──────── RECORDS PROVIDED

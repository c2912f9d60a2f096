use crate::check::request::{CheckRequest, DEFAULT_TIMEOUT};
use crate::error::Result;
use crate::output::OutputFormat;

use super::pair::{Credentials, HeaderPair};

/// Options for one run of the tool, built once from the command line.
#[derive(Debug, Clone, PartialEq, Eq)]
pub struct Config {
    /// The positional argument, as typed.
    pub url: Option<String>,
    pub show_help: bool,
    pub show_version: bool,
    pub show_commit_hash: bool,
    pub verbose: bool,
    pub json: bool,
    /// Seconds. Kept signed so out-of-range input reaches validation intact.
    pub timeout: i64,
    pub find: Option<String>,
    pub request_headers: Vec<HeaderPair>,
    pub response_headers: Vec<HeaderPair>,
    pub auth: Option<Credentials>,
    pub skip_verify: bool,
}

impl Default for Config {
    fn default() -> Self {
        Config {
            url: None,
            show_help: false,
            show_version: false,
            show_commit_hash: false,
            verbose: false,
            json: false,
            timeout: DEFAULT_TIMEOUT,
            find: None,
            request_headers: Vec::new(),
            response_headers: Vec::new(),
            auth: None,
            skip_verify: false,
        }
    }
}

impl Config {
    #[must_use]
    pub fn with_url(url: impl Into<String>) -> Self {
        Config {
            url: Some(url.into()),
            ..Config::default()
        }
    }

    /// `true` when no URL was given and usage should be shown instead.
    #[must_use]
    pub fn is_missing_url(&self) -> bool {
        self.url.as_deref().is_none_or(str::is_empty)
    }

    #[must_use]
    pub fn output_format(&self) -> OutputFormat {
        if self.json {
            OutputFormat::Json
        } else {
            OutputFormat::Text {
                verbose: self.verbose,
            }
        }
    }

    /// Validates the options into a request.
    ///
    /// Body search and response header expectations only apply to json
    /// output, so they are left out of text mode requests and the body is
    /// never read there.
    ///
    /// # Errors
    ///
    /// Returns an input error when the url or timeout is invalid.
    pub fn check_request(&self) -> Result<CheckRequest> {
        let mut request = CheckRequest::new(self.url.as_deref().unwrap_or_default(), self.timeout)?
            .with_request_headers(self.request_headers.clone())
            .with_insecure(self.skip_verify);

        if let Some(auth) = &self.auth {
            request = request.with_auth(auth.clone());
        }

        if self.json {
            if let Some(find) = self.find.as_deref().filter(|text| !text.is_empty()) {
                request = request.with_find(find);
            }
            request = request.with_expected_headers(self.response_headers.clone());
        }

        Ok(request)
    }
}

────────────────

(PROBLEM TO WORK ON):
Take from the material every line that holds "HeaderPair".

(COMPLETED TASK):
use super::pair::{Credentials, HeaderPair};
    pub request_headers: Vec<HeaderPair>,
    pub response_headers: Vec<HeaderPair>,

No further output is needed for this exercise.